When choosing an exercise program, make sure you’re doing exercises that work different muscle groups so that all of them get worked equally well. For example: If one day my arms are sore from lifting weights, then I might choose another day to do leg lifts instead. This ensures that over time all parts of my body get worked equally well!

Being active is the best thing you can do for your overall health.

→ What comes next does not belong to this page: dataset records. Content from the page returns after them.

use super::{load_settings_from, parse_bind_addr, Settings};

use std::{
    env, fs,
    time::{SystemTime, UNIX_EPOCH},
};

#[test]
fn parses_plain_socket_address() {
    let addr = parse_bind_addr("127.0.0.1:3000").expect("addr");
    assert_eq!(addr.port(), 3000);
    assert!(addr.ip().is_loopback());
}

#[test]
fn port_only_binds_all_interfaces() {
    let addr = parse_bind_addr(":8080").expect("addr");
    assert_eq!(addr.to_string(), "0.0.0.0:8080");
}

#[test]
fn strips_http_scheme_from_bind_address() {
    let addr = parse_bind_addr(" http://127.0.0.1:4000 ").expect("addr");
    assert_eq!(addr.port(), 4000);
}

#[test]
fn rejects_garbage_bind_address() {
    assert!(parse_bind_addr("localhost").is_err());
}

#[test]
fn file_values_override_defaults() {
    let suffix = SystemTime::now()
        .duration_since(UNIX_EPOCH)
        .expect("clock")
        .as_nanos();
    let path = env::temp_dir().join(format!("colors_server_config_test_{suffix}.toml"));
    fs::write(&path, "bind_addr = \"127.0.0.1:4100\"\nmax_body_bytes = \"512\"\n")
        .expect("write config");

    let settings = load_settings_from(&path);
    fs::remove_file(&path).expect("cleanup");

    if env::var("SERVER_BIND").is_err() && env::var("APP__BIND_ADDR").is_err() {
        assert_eq!(settings.server_bind, "127.0.0.1:4100");
    }
    if env::var("APP__MAX_BODY_BYTES").is_err() {
        assert_eq!(settings.max_body_bytes, 512);
    }
}

#[test]
fn default_bind_is_local_port_3000() {
    let settings = Settings::default();
    assert_eq!(settings.server_bind, "127.0.0.1:3000");
}

fn write_temp_config(name: &str, contents: &str) -> std::path::PathBuf {
    let suffix = SystemTime::now()
        .duration_since(UNIX_EPOCH)
        .expect("clock")
        .as_nanos();
    let path = env::temp_dir().join(format!("colors_server_{name}_{suffix}.toml"));
    fs::write(&path, contents).expect("write config");
    path
}

#[test]
fn integer_body_limit_keeps_other_file_values() {
    let path = write_temp_config(
        "integer_limit",
        "bind_addr = \"127.0.0.1:4100\"\nmax_body_bytes = 512\n",
    );

    let settings = load_settings_from(&path);
    fs::remove_file(&path).expect("cleanup");

    if env::var("SERVER_BIND").is_err() && env::var("APP__BIND_ADDR").is_err() {
        assert_eq!(settings.server_bind, "127.0.0.1:4100");
    }
    if env::var("APP__MAX_BODY_BYTES").is_err() {
        assert_eq!(settings.max_body_bytes, 512);
    }
}

#[test]
fn invalid_body_limit_falls_back_to_default_only_for_that_key() {
    let path = write_temp_config(
        "negative_limit",
        "bind_addr = \"127.0.0.1:4200\"\nmax_body_bytes = -1\n",
    );

    let settings = load_settings_from(&path);
    fs::remove_file(&path).expect("cleanup");

    if env::var("SERVER_BIND").is_err() && env::var("APP__BIND_ADDR").is_err() {
        assert_eq!(settings.server_bind, "127.0.0.1:4200");
    }
    if env::var("APP__MAX_BODY_BYTES").is_err() {
        assert_eq!(settings.max_body_bytes, Settings::default().max_body_bytes);
    }
}
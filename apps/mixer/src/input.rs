//! Line commands standing in for slider moves and link clicks.

use client_core::UiEvent;
use shared::domain::Channel;

pub const HELP: &str = "commands: red|green|blue <0-255>, save, delete <id>, cancel, help, quit";

#[derive(Debug, Clone, PartialEq, Eq)]
pub enum Command {
    Ui(UiEvent),
    Help,
    Quit,
}

/// Slider values are passed through as text; range checks happen when the
/// event becomes an intent.
pub fn parse_line(line: &str) -> Option<Command> {
    let mut words = line.split_whitespace();
    let head = words.next()?.to_ascii_lowercase();
    let arg = words.next();

    if let Some(channel) = Channel::parse(&head) {
        return arg.map(|value| Command::Ui(UiEvent::slider(channel, value)));
    }

    match head.as_str() {
        "save" => Some(Command::Ui(UiEvent::save())),
        "delete" | "rm" => arg.map(|id| Command::Ui(UiEvent::delete(id))),
        "cancel" | "reset" => Some(Command::Ui(UiEvent::cancel())),
        "help" | "?" => Some(Command::Help),
        "quit" | "exit" => Some(Command::Quit),
        _ => None,
    }
}
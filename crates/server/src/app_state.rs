use crate::api::ApiContext;

#[derive(Clone)]
pub(crate) struct AppState {
    pub(crate) api: ApiContext,
}
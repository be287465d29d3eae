use serde::{Deserialize, Serialize};
use thiserror::Error;

#[derive(Debug, Clone, Serialize, Deserialize, PartialEq, Eq)]
#[serde(rename_all = "snake_case")]
pub enum ErrorCode {
    NotFound,
    Validation,
    Internal,
}

#[derive(Debug, Clone, Serialize, Deserialize)]
pub struct ApiError {
    pub code: ErrorCode,
    pub message: String,
}

impl ApiError {
    pub fn new(code: ErrorCode, message: impl Into<String>) -> Self {
        Self {
            code,
            message: message.into(),
        }
    }
}

#[derive(Debug, Error)]
#[error("{code:?}: {message}")]
pub struct ApiException {
    pub code: ErrorCode,
    pub message: String,
}

impl ApiException {
    pub fn new(code: ErrorCode, message: impl Into<String>) -> Self {
        Self {
            code,
            message: message.into(),
        }
    }
}

impl From<ApiException> for ApiError {
    fn from(value: ApiException) -> Self {
        Self {
            code: value.code,
            message: value.message,
        }
    }
}

/// The single failure kind a color request can end in, whatever the cause
/// (connection refused, non-2xx status, undecodable body).
#[derive(Debug, Clone, Error, PartialEq, Eq)]
#[error("request {url} failed: {reason}")]
pub struct RequestFailed {
    pub url: String,
    pub reason: String,
}

impl RequestFailed {
    pub fn new(url: impl Into<String>, reason: impl Into<String>) -> Self {
        Self {
            url: url.into(),
            reason: reason.into(),
        }
    }
}
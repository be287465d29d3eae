use shared::{
    domain::{Color, ColorId, SavedColor},
    error::ApiError,
};
use tracing::info;

use crate::store::ColorStore;

#[derive(Clone, Default)]
pub struct ApiContext {
    pub store: ColorStore,
}

pub async fn list_colors(ctx: &ApiContext) -> Vec<SavedColor> {
    ctx.store.list().await
}

pub async fn create_color(ctx: &ApiContext, color: Color) -> SavedColor {
    let saved = ctx.store.create(color).await;
    info!(id = %saved.id, color = %saved.color.css(), "color created");
    saved
}

pub async fn delete_color(ctx: &ApiContext, id: ColorId) -> Result<SavedColor, ApiError> {
    let removed = ctx.store.delete(id).await?;
    info!(%id, "color deleted");
    Ok(removed)
}

#[cfg(test)]
#[path = "tests/mod_tests.rs"]
mod tests;
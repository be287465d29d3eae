use super::*;

#[test]
fn slider_event_becomes_channel_input() {
    let intent = Intent::from_ui_event(&UiEvent::slider(Channel::Blue, "128")).expect("intent");
    assert_eq!(
        intent,
        Intent::ChannelInput {
            channel: Channel::Blue,
            value: 128
        }
    );
    assert_eq!(intent.suppresses_default(), None);
}

#[test]
fn slider_value_outside_byte_range_is_rejected() {
    let err = Intent::from_ui_event(&UiEvent::slider(Channel::Red, "256")).expect_err("range");
    assert_eq!(err, IntentError::InvalidValue("256".into()));

    let err = Intent::from_ui_event(&UiEvent::slider(Channel::Red, "-1")).expect_err("range");
    assert_eq!(err, IntentError::InvalidValue("-1".into()));
}

#[test]
fn slider_event_without_scope_is_rejected() {
    let mut event = UiEvent::slider(Channel::Green, "3");
    event.scope = None;
    assert_eq!(
        Intent::from_ui_event(&event).expect_err("scope"),
        IntentError::MissingScope
    );
}

#[test]
fn delete_reads_color_id_attribute_and_suppresses_default() {
    let intent = Intent::from_ui_event(&UiEvent::delete("42")).expect("intent");
    assert_eq!(intent, Intent::Delete(ColorId(42)));
    assert_eq!(intent.suppresses_default(), Some(Selector::Delete));

    let err = Intent::from_ui_event(&UiEvent::delete("forty-two")).expect_err("id");
    assert_eq!(err, IntentError::InvalidColorId("forty-two".into()));

    let mut event = UiEvent::delete("1");
    event.color_id = None;
    assert_eq!(
        Intent::from_ui_event(&event).expect_err("id"),
        IntentError::MissingColorId
    );
}

#[test]
fn save_and_cancel_map_directly() {
    assert_eq!(Intent::from_ui_event(&UiEvent::save()), Ok(Intent::Save));
    let cancel = Intent::from_ui_event(&UiEvent::cancel()).expect("intent");
    assert_eq!(cancel, Intent::Cancel);
    assert_eq!(cancel.suppresses_default(), Some(Selector::Cancel));
}

#[test]
fn unknown_selector_is_reported() {
    let event = UiEvent {
        selector: ".reset".into(),
        scope: None,
        value: None,
        color_id: None,
    };
    assert_eq!(
        Intent::from_ui_event(&event).expect_err("selector"),
        IntentError::UnknownSelector(".reset".into())
    );
}
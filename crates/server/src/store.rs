use std::sync::Arc;

use shared::{
    domain::{Color, ColorId, SavedColor},
    error::{ApiException, ErrorCode},
};
use tokio::sync::RwLock;

#[derive(Debug, Default)]
struct StoreInner {
    colors: Vec<SavedColor>,
    last_id: i64,
}

/// Saved colors in insertion order, kept in memory for the life of the process.
#[derive(Debug, Clone, Default)]
pub struct ColorStore {
    inner: Arc<RwLock<StoreInner>>,
}

impl ColorStore {
    pub async fn list(&self) -> Vec<SavedColor> {
        self.inner.read().await.colors.clone()
    }

    pub async fn create(&self, color: Color) -> SavedColor {
        let mut inner = self.inner.write().await;
        inner.last_id += 1;
        let saved = SavedColor::new(ColorId(inner.last_id), color);
        inner.colors.push(saved.clone());
        saved
    }

    pub async fn delete(&self, id: ColorId) -> Result<SavedColor, ApiException> {
        let mut inner = self.inner.write().await;
        let index = inner
            .colors
            .iter()
            .position(|saved| saved.id == id)
            .ok_or_else(|| ApiException::new(ErrorCode::NotFound, format!("color {id} not found")))?;
        Ok(inner.colors.remove(index))
    }
}
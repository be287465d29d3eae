use std::sync::Arc;

use axum::{
    extract::{Path, State},
    http::StatusCode,
    routing::{delete, get},
    Json, Router,
};
use shared::{
    domain::{Color, ColorId, SavedColor},
    error::{ApiError, ErrorCode},
    protocol::{color_route_pattern, colors_route},
};
use tower_http::limit::RequestBodyLimitLayer;
use tracing::info;
use tracing_subscriber::EnvFilter;

mod api;
mod app_state;
mod config;
mod store;

use api::ApiContext;
use app_state::AppState;
use config::{load_settings, parse_bind_addr};

#[tokio::main]
async fn main() -> anyhow::Result<()> {
    tracing_subscriber::fmt()
        .with_env_filter(
            EnvFilter::try_from_default_env().unwrap_or_else(|_| EnvFilter::new("info")),
        )
        .init();

    let settings = load_settings();
    let state = AppState {
        api: ApiContext::default(),
    };
    let app = build_router(Arc::new(state), settings.max_body_bytes);

    let addr = parse_bind_addr(&settings.server_bind)?;
    info!(%addr, "colors server listening");
    let listener = tokio::net::TcpListener::bind(addr).await?;
    axum::serve(listener, app).await?;
    Ok(())
}

fn build_router(state: Arc<AppState>, max_body_bytes: usize) -> Router {
    Router::new()
        .route("/healthz", get(healthz))
        .route(colors_route(), get(http_list_colors).post(http_create_color))
        .route(&color_route_pattern(), delete(http_delete_color))
        .layer(RequestBodyLimitLayer::new(max_body_bytes))
        .with_state(state)
}

async fn healthz() -> &'static str {
    "ok"
}

async fn http_list_colors(State(state): State<Arc<AppState>>) -> Json<Vec<SavedColor>> {
    Json(api::list_colors(&state.api).await)
}

async fn http_create_color(
    State(state): State<Arc<AppState>>,
    Json(color): Json<Color>,
) -> (StatusCode, Json<SavedColor>) {
    let saved = api::create_color(&state.api, color).await;
    (StatusCode::CREATED, Json(saved))
}

async fn http_delete_color(
    State(state): State<Arc<AppState>>,
    Path(color_id): Path<i64>,
) -> Result<Json<serde_json::Value>, (StatusCode, Json<ApiError>)> {
    api::delete_color(&state.api, ColorId(color_id))
        .await
        .map_err(|e| {
            let status = match e.code {
                ErrorCode::NotFound => StatusCode::NOT_FOUND,
                ErrorCode::Validation => StatusCode::BAD_REQUEST,
                ErrorCode::Internal => StatusCode::INTERNAL_SERVER_ERROR,
            };
            (status, Json(e))
        })?;
    Ok(Json(serde_json::json!({})))
}

#[cfg(test)]
#[path = "tests/main_tests.rs"]
mod tests;
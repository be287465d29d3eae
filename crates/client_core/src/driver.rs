//! Single-context event loop around [`ColorReactor`].
//!
//! Requests and status timers run as spawned tasks whose results come back
//! through one internal queue, so the reactor still sees a single ordered
//! stream of events.

use std::sync::Arc;

use tokio::sync::mpsc;
use tracing::{debug, info, warn};

use crate::{
    config::ClientSettings,
    intent::{Intent, UiEvent},
    reactor::{ColorReactor, Effect, ReactorEvent},
    surface::RenderSurface,
    transport::{fetch_or_sentinel, ColorTransport},
};

pub struct MixerDriver<T, S> {
    reactor: ColorReactor,
    transport: Arc<T>,
    surface: S,
}

impl<T, S> MixerDriver<T, S>
where
    T: ColorTransport + 'static,
    S: RenderSurface,
{
    pub fn new(settings: &ClientSettings, transport: Arc<T>, surface: S) -> Self {
        Self {
            reactor: ColorReactor::new(settings),
            transport,
            surface,
        }
    }

    pub fn reactor(&self) -> &ColorReactor {
        &self.reactor
    }

    /// Runs until `ui_events` closes and every request issued so far has
    /// answered, then hands the surface back. Pending status clears are
    /// not awaited.
    pub async fn run(mut self, mut ui_events: mpsc::Receiver<UiEvent>) -> S {
        let (internal_tx, mut internal_rx) = mpsc::unbounded_channel::<ReactorEvent>();
        let mut ui_open = true;
        let mut in_flight = 0usize;

        let effects = self.reactor.start();
        in_flight += self.apply(effects, &internal_tx);
        self.surface.render(&self.reactor.view());

        loop {
            if !ui_open && in_flight == 0 {
                break;
            }

            let event = tokio::select! {
                biased;
                Some(event) = internal_rx.recv() => event,
                ui = ui_events.recv(), if ui_open => {
                    let Some(ui) = ui else {
                        info!(in_flight, "ui event source closed; draining requests");
                        ui_open = false;
                        continue;
                    };
                    match Intent::from_ui_event(&ui) {
                        Ok(intent) => ReactorEvent::Intent(intent),
                        Err(error) => {
                            warn!(selector = %ui.selector, %error, "dropping ui event");
                            continue;
                        }
                    }
                }
            };

            if matches!(event, ReactorEvent::Response(_)) {
                in_flight = in_flight.saturating_sub(1);
            }
            let effects = self.reactor.handle(event);
            in_flight += self.apply(effects, &internal_tx);
            self.surface.render(&self.reactor.view());
        }

        info!("mixer stopped");
        self.surface
    }

    /// Starts every effect and returns how many requests were spawned.
    fn apply(
        &mut self,
        effects: Vec<Effect>,
        internal_tx: &mpsc::UnboundedSender<ReactorEvent>,
    ) -> usize {
        let mut requests = 0;
        for effect in effects {
            match effect {
                Effect::Request(request) => {
                    requests += 1;
                    let transport = Arc::clone(&self.transport);
                    let tx = internal_tx.clone();
                    tokio::spawn(async move {
                        let response = fetch_or_sentinel(transport.as_ref(), &request).await;
                        if tx.send(ReactorEvent::Response(response)).is_err() {
                            debug!(request = %request.id, "mixer stopped before response arrived");
                        }
                    });
                }
                Effect::ScheduleStatusClear(timer) => {
                    let tx = internal_tx.clone();
                    tokio::spawn(async move {
                        tokio::time::sleep(timer.after).await;
                        let _ = tx.send(ReactorEvent::StatusExpired(timer.generation));
                    });
                }
                Effect::SuppressDefault(selector) => self.surface.suppress_default(selector),
            }
        }
        requests
    }
}

#[cfg(test)]
#[path = "tests/driver_tests.rs"]
mod tests;
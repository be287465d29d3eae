use std::{collections::HashMap, fs, path::Path, time::Duration};

use anyhow::{bail, Context};
use url::Url;

pub const DEFAULT_CONFIG_FILE: &str = "mixer.toml";

#[derive(Debug, Clone, PartialEq, Eq)]
pub struct ClientSettings {
    pub server_url: String,
    pub status_clear_ms: u64,
}

impl Default for ClientSettings {
    fn default() -> Self {
        Self {
            server_url: "http://localhost:3000".into(),
            status_clear_ms: 2000,
        }
    }
}

impl ClientSettings {
    pub fn status_clear_after(&self) -> Duration {
        Duration::from_millis(self.status_clear_ms)
    }
}

pub fn load_settings() -> anyhow::Result<ClientSettings> {
    load_settings_from(Path::new(DEFAULT_CONFIG_FILE))
}

/// Defaults, then the flat `key = "value"` file if present, then environment.
pub fn load_settings_from(path: &Path) -> anyhow::Result<ClientSettings> {
    let mut settings = ClientSettings::default();

    if let Ok(raw) = fs::read_to_string(path) {
        let file_cfg = toml::from_str::<HashMap<String, toml::Value>>(&raw)
            .with_context(|| format!("failed to parse '{}'", path.display()))?;
        if let Some(v) = file_cfg.get("server_url").and_then(toml::Value::as_str) {
            settings.server_url = v.to_string();
        }
        if let Some(v) = file_cfg.get("status_clear_ms") {
            settings.status_clear_ms = match v {
                toml::Value::Integer(ms) => u64::try_from(*ms)
                    .with_context(|| format!("status_clear_ms must not be negative: {ms}"))?,
                toml::Value::String(ms) => ms
                    .parse()
                    .with_context(|| format!("invalid status_clear_ms '{ms}'"))?,
                other => bail!("invalid status_clear_ms {other}"),
            };
        }
    }

    if let Ok(v) = std::env::var("MIXER_SERVER_URL") {
        settings.server_url = v;
    }
    if let Ok(v) = std::env::var("APP__SERVER_URL") {
        settings.server_url = v;
    }

    if let Ok(v) = std::env::var("APP__STATUS_CLEAR_MS") {
        if let Ok(parsed) = v.parse::<u64>() {
            settings.status_clear_ms = parsed;
        }
    }

    settings.server_url = normalize_server_url(&settings.server_url)?;
    Ok(settings)
}

pub fn normalize_server_url(raw: &str) -> anyhow::Result<String> {
    let trimmed = raw.trim().trim_end_matches('/');
    if trimmed.is_empty() {
        return Ok(ClientSettings::default().server_url);
    }

    let parsed = Url::parse(trimmed).with_context(|| format!("invalid server url '{trimmed}'"))?;
    if !matches!(parsed.scheme(), "http" | "https") {
        bail!("server url must be http(s): '{trimmed}'");
    }
    Ok(trimmed.to_string())
}
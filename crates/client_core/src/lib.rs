//! Client side of the color mixer: three sliders compose a color which can
//! be saved to and removed from the `/colors` backend.
//!
//! [`reactor::ColorReactor`] holds all of the composition rules and is
//! synchronous; [`driver::MixerDriver`] runs it on tokio against a
//! [`transport::ColorTransport`] and a [`surface::RenderSurface`].

pub mod config;
pub mod driver;
pub mod intent;
pub mod reactor;
pub mod slider;
pub mod status;
pub mod surface;
pub mod transport;

pub use config::{load_settings, load_settings_from, ClientSettings};
pub use driver::MixerDriver;
pub use intent::{Intent, IntentError, Selector, UiEvent};
pub use reactor::{ColorReactor, Effect, ReactorEvent, SliderView, ViewState};
pub use surface::{RecordingSurface, RenderSurface, WatchSurface};
pub use transport::{fetch_or_sentinel, ColorTransport, HttpTransport};
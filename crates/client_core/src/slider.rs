use shared::domain::{Channel, ChannelValue, SliderProps};

/// A single labeled range input. The latest of a manual move or a reset wins.
#[derive(Debug, Clone, Copy, PartialEq, Eq)]
pub struct LabeledSlider {
    props: SliderProps,
    value: ChannelValue,
}

impl LabeledSlider {
    pub fn new(channel: Channel) -> Self {
        Self {
            props: channel.props(),
            value: 0,
        }
    }

    pub fn props(&self) -> SliderProps {
        self.props
    }

    pub fn channel(&self) -> Channel {
        self.props.channel
    }

    pub fn value(&self) -> ChannelValue {
        self.value
    }

    pub fn input(&mut self, value: ChannelValue) {
        self.value = value.clamp(self.props.min, self.props.max);
    }

    pub fn reset(&mut self) {
        self.value = 0;
    }

    pub fn label(&self) -> String {
        format!("{}:({})", self.props.name, self.value)
    }
}
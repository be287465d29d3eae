use std::{collections::HashMap, fs, net::SocketAddr, path::Path};

use anyhow::Context;
use tracing::warn;

pub const DEFAULT_CONFIG_FILE: &str = "server.toml";

#[derive(Debug)]
pub struct Settings {
    pub server_bind: String,
    pub max_body_bytes: usize,
}

impl Default for Settings {
    fn default() -> Self {
        Self {
            server_bind: "127.0.0.1:3000".into(),
            max_body_bytes: 16 * 1024,
        }
    }
}

pub fn load_settings() -> Settings {
    load_settings_from(Path::new(DEFAULT_CONFIG_FILE))
}

pub fn load_settings_from(path: &Path) -> Settings {
    let mut settings = Settings::default();

    if let Ok(raw) = fs::read_to_string(path) {
        match toml::from_str::<HashMap<String, toml::Value>>(&raw) {
            Ok(file_cfg) => apply_file_values(&mut settings, &file_cfg),
            Err(error) => warn!(path = %path.display(), %error, "ignoring unparseable config file"),
        }
    }

    if let Ok(v) = std::env::var("SERVER_BIND") {
        settings.server_bind = v;
    }
    if let Ok(v) = std::env::var("APP__BIND_ADDR") {
        settings.server_bind = v;
    }

    if let Ok(v) = std::env::var("APP__MAX_BODY_BYTES") {
        if let Ok(parsed) = v.parse::<usize>() {
            settings.max_body_bytes = parsed;
        }
    }

    settings
}

fn apply_file_values(settings: &mut Settings, file_cfg: &HashMap<String, toml::Value>) {
    if let Some(v) = file_cfg.get("bind_addr").and_then(toml::Value::as_str) {
        settings.server_bind = v.to_string();
    }
    match file_cfg.get("max_body_bytes") {
        Some(toml::Value::Integer(bytes)) => match usize::try_from(*bytes) {
            Ok(parsed) => settings.max_body_bytes = parsed,
            Err(_) => warn!(bytes, "max_body_bytes must not be negative"),
        },
        Some(toml::Value::String(bytes)) => match bytes.parse::<usize>() {
            Ok(parsed) => settings.max_body_bytes = parsed,
            Err(_) => warn!(%bytes, "invalid max_body_bytes"),
        },
        Some(other) => warn!(%other, "invalid max_body_bytes"),
        None => {}
    }
}

pub fn parse_bind_addr(raw: &str) -> anyhow::Result<SocketAddr> {
    let raw = raw.trim();
    let raw = raw.strip_prefix("http://").unwrap_or(raw);
    let raw = if raw.starts_with(':') {
        format!("0.0.0.0{raw}")
    } else {
        raw.to_string()
    };
    raw.parse()
        .with_context(|| format!("invalid bind address '{raw}'"))
}

#[cfg(test)]
#[path = "tests/config_tests.rs"]
mod tests;
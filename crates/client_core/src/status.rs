use std::time::Duration;

use shared::protocol::{ColorResponse, RequestCategory, STATUS_CREATED, STATUS_ERROR, STATUS_OK};

pub const STATUS_CLEAR_AFTER: Duration = Duration::from_millis(2000);

pub const COLOR_ADDED: &str = "Color was added";
pub const COLOR_REMOVED: &str = "Color was succesfully removed";
pub const REQUEST_FAILED: &str = "Ooops!";

/// Text shown for a response. Errors always get the same text.
pub fn status_text(response: &ColorResponse) -> &'static str {
    match (response.category, response.status_text.as_str()) {
        (_, STATUS_ERROR) => REQUEST_FAILED,
        (RequestCategory::Colors, STATUS_CREATED) => COLOR_ADDED,
        (RequestCategory::Delete, STATUS_OK) => COLOR_REMOVED,
        _ => "",
    }
}

/// A one-shot clear that only applies while its generation is current.
#[derive(Debug, Clone, Copy, PartialEq, Eq)]
pub struct StatusTimer {
    pub generation: u64,
    pub after: Duration,
}

#[derive(Debug, Clone)]
pub struct StatusBoard {
    text: String,
    generation: u64,
    clear_after: Duration,
}

impl Default for StatusBoard {
    fn default() -> Self {
        Self::new(STATUS_CLEAR_AFTER)
    }
}

impl StatusBoard {
    pub fn new(clear_after: Duration) -> Self {
        Self {
            text: String::new(),
            generation: 0,
            clear_after,
        }
    }

    pub fn text(&self) -> &str {
        &self.text
    }

    pub fn show(&mut self, text: impl Into<String>) -> StatusTimer {
        self.text = text.into();
        self.generation += 1;
        StatusTimer {
            generation: self.generation,
            after: self.clear_after,
        }
    }

    /// Returns whether the text was cleared.
    pub fn expire(&mut self, generation: u64) -> bool {
        if generation != self.generation {
            return false;
        }
        self.text.clear();
        true
    }
}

Being active is the best thing you can do for your overall health. It doesn’t matter what form of exercise you enjoy, or if you have a chronic condition like arthritis; getting moving will make a big difference in how you feel. Here’s why:

  • Exercise helps manage weight. When we get more active, we burn more calories than when we are sedentary and our bodies naturally want to maintain their current weight by burning more calories than usual. This keeps us from gaining extra pounds and increases our metabolism so we burn more fat over time.
  • Exercise reduces stress levels and improves sleep quality, which benefits everyone but especially those with arthritis who may be dealing with additional pain or discomfort at night. It’s also important to make sure that the amount of exercise you do is not too high for your level of fitness—too much strenuous activity can lead to injuries or flare-ups in pain due to inflammation caused by repetitive motion (which often happens in an overused joint). Listen closely to your body!

Conclusion

I am so glad I chose to be active, even with a chronic health condition. It’s helped me feel better and more energetic, and it has also made me stronger in ways I didn’t expect. If you have osteoarthritis or any other condition that limits your mobility or ability to exercise, don’t let it stop you from getting out there! There are lots of different exercises that can help keep your body strong while still being gentle on joints (even if those joints hurt when they move). And remember: if at first you don’t succeed in finding something fun and effective for yourself, just keep trying new things until one clicks!